Dans une déclaration attribuée à un « porte-parole » anonyme, la campagne Trump a nié que l’ancien président dormait au tribunal. Mais l’incident a souligné le peu de contrôle que M. Trump et ses collaborateurs ont sur l’optique d’une campagne soudainement menée depuis une salle d’audience.
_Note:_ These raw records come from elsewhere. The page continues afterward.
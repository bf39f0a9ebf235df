// src/lib.rs

//! rectpaint: a minimal Wayland client that repaints a shared-memory
//! buffer with a gradient and a batch of solid rectangles.

pub mod color;
pub mod compositor;
pub mod config;
pub mod display;
pub mod frame_loop;
pub mod surface;

pub use compositor::{draw_frame, Rect};
pub use surface::{Extent, PixelSurface, SurfaceError};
La plupart des journées de M. Trump sont désormais soumises aux règles du juge Juan M. Merchan, le juge chargé de l’affaire.

Les conseillers de M. Trump tentent de compenser le calendrier restreint de M. Trump avec des rassemblements le week-end dans les États clés et des arrêts de campagne en semaine à New York. Mais certains ont exprimé en privé leurs inquiétudes quant au fait que les événements locaux font paraître l’ancien président plus petit, comme s’il faisait campagne pour le poste de maire ou de gouverneur.

Mardi, M. Trump a fait un arrêt de campagne dans une bodega à Harlem, où il a utilisé un incident de poignardage survenu en 2022 pour attaquer les démocrates, y compris le procureur de Manhattan, comme étant trop laxistes en matière de criminalité. Il a suggéré que l’un des avantages de son procès était que cela « me pousse à faire campagne localement, et ce n’est pas grave ».

Pourtant, plutôt qu’une estrade bien éclairée devant une foule bondée, la scène de M. Trump était un magasin constitué essentiellement d’une allée étroite et d’un trottoir à l’extérieur, même si la terrasse d’un restaurant voisin était pleine de partisans qui entonnaient des chants de Le nom de M. Trump et « quatre ans supplémentaires ».

Samedi, M. Trump se rendra en Caroline du Nord pour un rassemblement dans un hangar de l’aéroport. Quelques jours plus tard, il reviendra dans la salle d’audience de Manhattan.

Maggie Haberman rapports contribués.